Selon Coussy, il existe des « jeux de miroir (qui)
autorisent l'Afrique à donner enfin d'elle même l'image complexe
mais cohérente qui lui a été si longtemps
dénié» (2000 : 21).
Badian a, dans son roman Noces
sacrées, fait subtilement un retour sur le passé pour
tenter de comprendre les causes de l'anomie actuelle qui se fait remarquer dans
sa société.
Dans les temps reculés, la forêt était le
lieu sacré par excellence, celui de l'initiation, des noces
sacrées chères à Seydou Badian. Dans tout le roman, on
remarque que c'est dans la forêt que les jeunes apprennent à
survivre et c'est là qu'on leur transmet les règles et les
interdits de la chasse mais aussi les mystères des plantes et des
herbes.
Le tragique se trouve à ce niveau, car après la
perte de ces lieux chers, le drame est grandissant. C'est pourquoi on lit
dans Noces sacrées : « On a violé
notre sanctuaire ? [...] Manque de sérieux, manque de vigilance peu
soucieux des traditions » (NS : 86).
Plus l'ère coloniale affiche un mépris pour la
tradition, plus les conséquences sont nombreuses. Dans la nature
désacralisée, les animaux miraculeux sont aussi nombreux :
« Mademoiselle Baune souleva un sac sous le lavabo et
découvrit un gros serpent noir avec des reflets
métalliques». (NS : 108).
Baune s'écria « c'est
étrange » (NS, 108). Souvent le malheur se prédisait
par les animaux de la nature. Besnier fut aussi la
cible: « Perdreaux, tourterelles et engoulevents s'envolaient
devant eux pour se poser plus loin, toujours sur le chemin »

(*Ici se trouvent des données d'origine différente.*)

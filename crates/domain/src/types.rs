// Copyright (C) 2026 Fred Clausen
// Use of this source code is governed by an MIT-style
// license that can be found in the LICENSE file or at
// https://opensource.org/licenses/MIT.

use serde::{Deserialize, Serialize};
use time::OffsetDateTime;

use crate::error::DomainError;
use crate::schedule::VoteSchedule;

/// A tenant boundary owning departments, members, and votes.
#[derive(Debug, Clone, PartialEq, Eq)]
pub struct Organization {
    /// Storage identifier.
    pub organization_id: i64,
    /// Display name.
    pub name: String,
    /// The user who created the organization.
    pub creator_id: i64,
    /// Creation time (UTC).
    pub created_at: OffsetDateTime,
}

/// Role a user holds inside one organization.
#[derive(Debug, Clone, Copy, PartialEq, Eq, Hash, Serialize, Deserialize)]
#[serde(rename_all = "SCREAMING_SNAKE_CASE")]
pub enum MemberRole {
    /// Manages departments, voters, and votes.
    Admin,
    /// Participates in votes.
    Member,
}

impl MemberRole {
    /// Returns the stored representation of the role.
    #[must_use]
    pub const fn as_str(&self) -> &'static str {
        match self {
            Self::Admin => "ADMIN",
            Self::Member => "MEMBER",
        }
    }

    /// Parses a stored role string.
    ///
    /// # Errors
    ///
    /// Returns `DomainError::InvalidRole` for unknown values.
    pub fn parse(value: &str) -> Result<Self, DomainError> {
        match value {
            "ADMIN" => Ok(Self::Admin),
            "MEMBER" => Ok(Self::Member),
            other => Err(DomainError::InvalidRole(other.to_string())),
        }
    }
}

impl std::fmt::Display for MemberRole {
    fn fmt(&self, f: &mut std::fmt::Formatter<'_>) -> std::fmt::Result {
        f.write_str(self.as_str())
    }
}

/// A registered user.
#[derive(Debug, Clone, PartialEq, Eq)]
pub struct User {
    /// Storage identifier.
    pub user_id: i64,
    /// Display name.
    pub name: String,
    /// Unique, normalized email address.
    pub email: String,
    /// Number of ballots this user has ever cast.
    pub vote_participation_count: u32,
}

/// A user's membership row for one organization.
#[derive(Debug, Clone, PartialEq, Eq)]
pub struct Membership {
    /// The organization.
    pub organization_id: i64,
    /// The member.
    pub user_id: i64,
    /// The member's role.
    pub role: MemberRole,
}

/// A named node in an organization's department tree.
#[derive(Debug, Clone, PartialEq, Eq)]
pub struct Department {
    /// Storage identifier.
    pub department_id: i64,
    /// Owning organization.
    pub organization_id: i64,
    /// Display name.
    pub name: String,
    /// Parent department, `None` for a root.
    pub parent_id: Option<i64>,
}

/// The declared kind of a vote.
///
/// Only single-choice semantics are enforced when ballots are tallied; the
/// other kinds are stored and reported as declared.
#[derive(Debug, Clone, Copy, PartialEq, Eq, Hash, Default, Serialize, Deserialize)]
#[serde(rename_all = "SCREAMING_SNAKE_CASE")]
pub enum VoteType {
    /// Yes or no.
    YesNo,
    /// Exactly one candidate.
    #[default]
    SingleChoice,
    /// Several candidates.
    MultipleChoice,
    /// Candidates ordered by rank.
    RankedChoice,
    /// Preferential ballot.
    Preferential,
}

impl VoteType {
    /// Returns the stored representation of the vote type.
    #[must_use]
    pub const fn as_str(&self) -> &'static str {
        match self {
            Self::YesNo => "YES_NO",
            Self::SingleChoice => "SINGLE_CHOICE",
            Self::MultipleChoice => "MULTIPLE_CHOICE",
            Self::RankedChoice => "RANKED_CHOICE",
            Self::Preferential => "PREFERENTIAL",
        }
    }

    /// Parses a stored vote type string.
    ///
    /// # Errors
    ///
    /// Returns `DomainError::InvalidVoteType` for unknown values.
    pub fn parse(value: &str) -> Result<Self, DomainError> {
        match value {
            "YES_NO" => Ok(Self::YesNo),
            "SINGLE_CHOICE" => Ok(Self::SingleChoice),
            "MULTIPLE_CHOICE" => Ok(Self::MultipleChoice),
            "RANKED_CHOICE" => Ok(Self::RankedChoice),
            "PREFERENTIAL" => Ok(Self::Preferential),
            other => Err(DomainError::InvalidVoteType(other.to_string())),
        }
    }
}

/// A scheduled election among candidates drawn from organization members.
#[derive(Debug, Clone, PartialEq, Eq)]
pub struct Vote {
    /// Storage identifier.
    pub vote_id: i64,
    /// Owning organization.
    pub organization_id: i64,
    /// Optional department scope.
    pub department_id: Option<i64>,
    /// Display name.
    pub name: String,
    /// Free-text description.
    pub description: String,
    /// Start and optional end of the ballot window.
    pub schedule: VoteSchedule,
    /// Whether ballot statistics omit the voter.
    pub is_anonymous: bool,
    /// Declared vote kind.
    pub vote_type: VoteType,
    /// Creation time (UTC).
    pub created_at: OffsetDateTime,
}

/// A member registered as an option within one vote.
#[derive(Debug, Clone, Copy, PartialEq, Eq)]
pub struct VoteCandidate {
    /// Storage identifier; ballots reference this id.
    pub candidate_id: i64,
    /// The vote.
    pub vote_id: i64,
    /// The member standing as candidate.
    pub user_id: i64,
}

/// Opaque payload recorded with each ballot.
#[derive(Debug, Clone, PartialEq, Eq, Serialize, Deserialize)]
pub struct BallotStatistics {
    /// Submission time, RFC 3339.
    pub voted_at: String,
    /// The voter, absent for anonymous votes.
    pub voter_id: Option<i64>,
}

/// One voter's recorded choice in one vote.
#[derive(Debug, Clone, PartialEq, Eq)]
pub struct Ballot {
    /// Storage identifier.
    pub ballot_id: i64,
    /// The vote.
    pub vote_id: i64,
    /// The chosen `VoteCandidate` id.
    pub candidate_id: i64,
    /// The voter. Always stored, even for anonymous votes.
    pub voter_id: i64,
    /// Always 1.
    pub vote_count: u32,
    /// Whether the chosen candidate currently leads.
    pub is_winner: bool,
    /// Submission statistics.
    pub statistics: BallotStatistics,
}

/// A candidate's campaign statement for one vote.
#[derive(Debug, Clone, PartialEq, Eq)]
pub struct Slogan {
    /// The vote.
    pub vote_id: i64,
    /// The candidate's user id.
    pub user_id: i64,
    /// The statement text.
    pub text: String,
}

(NS : 116). En fait, le lieu sacré est violé dans le
roman Noces sacrées.
Sans toutefois expliquer et citer tous les extraits, où
les animaux prennent place dans le roman, nous pouvons dire que les tourments
de Besnier sont représentés par les animaux qui saccagent tous
les lieux que fréquente l'anti-héros après avoir commis un
sacrilège contre les dieux en enlevant N'tomo.
C'est dans cette ligne que Jacques Chevrier écrit
à propos des romans de Seydou Badian :
« Il n'en va malheureusement pas de même dans
la ville, contrepoint de la brousse, où les personnages de Seydou Badian
[...] découvrent avec stupéfaction un monde dans lequel le
mensonge, la tricherie [...] semblent avoir définitivement
supplanté les vertus traditionnelles» (1981 :6).
Où se situe alors le drame dans tout cela ? Le
drame est que, avec la désacralisation du sacré, et la violation
des interdits, les Africains sont arrivés à des drames dus aux
interdits violés. Ceci c'est évidement dans le cadre de
l'analogie avec d'autres oeuvres qui complètent cette
désacralisation. Le tabou déjà violé, les guerres
fratricides, tribales et interétatiques étaient possibles. C'est
ce qu'ont décrit beaucoup de romans africains comme Ville
cruelle de Mongo Beti, Un poème dans la poche, un fusil dans
main de Emmanuel Dongala, ...
D'une part, il y a des romans qui parlent des heurts et des
drames de la vie coloniale, d'une autre, les révoltes se dressent contre
les régimes dictatoriaux qui ont tété sur le sein des
Blancs et qui n'avaient plus le sens du sacré. C'est à ce niveau
que le passage de la tradition à la modernité a été
tragique. Ainsi, la violation du sacré a été une base pour
le tragique peint dans beaucoup de romans africains. Et dans Noces
sacrées, Jules a subi les coups de ce drame: «Jules s'est
suicidé» (N.S.:138).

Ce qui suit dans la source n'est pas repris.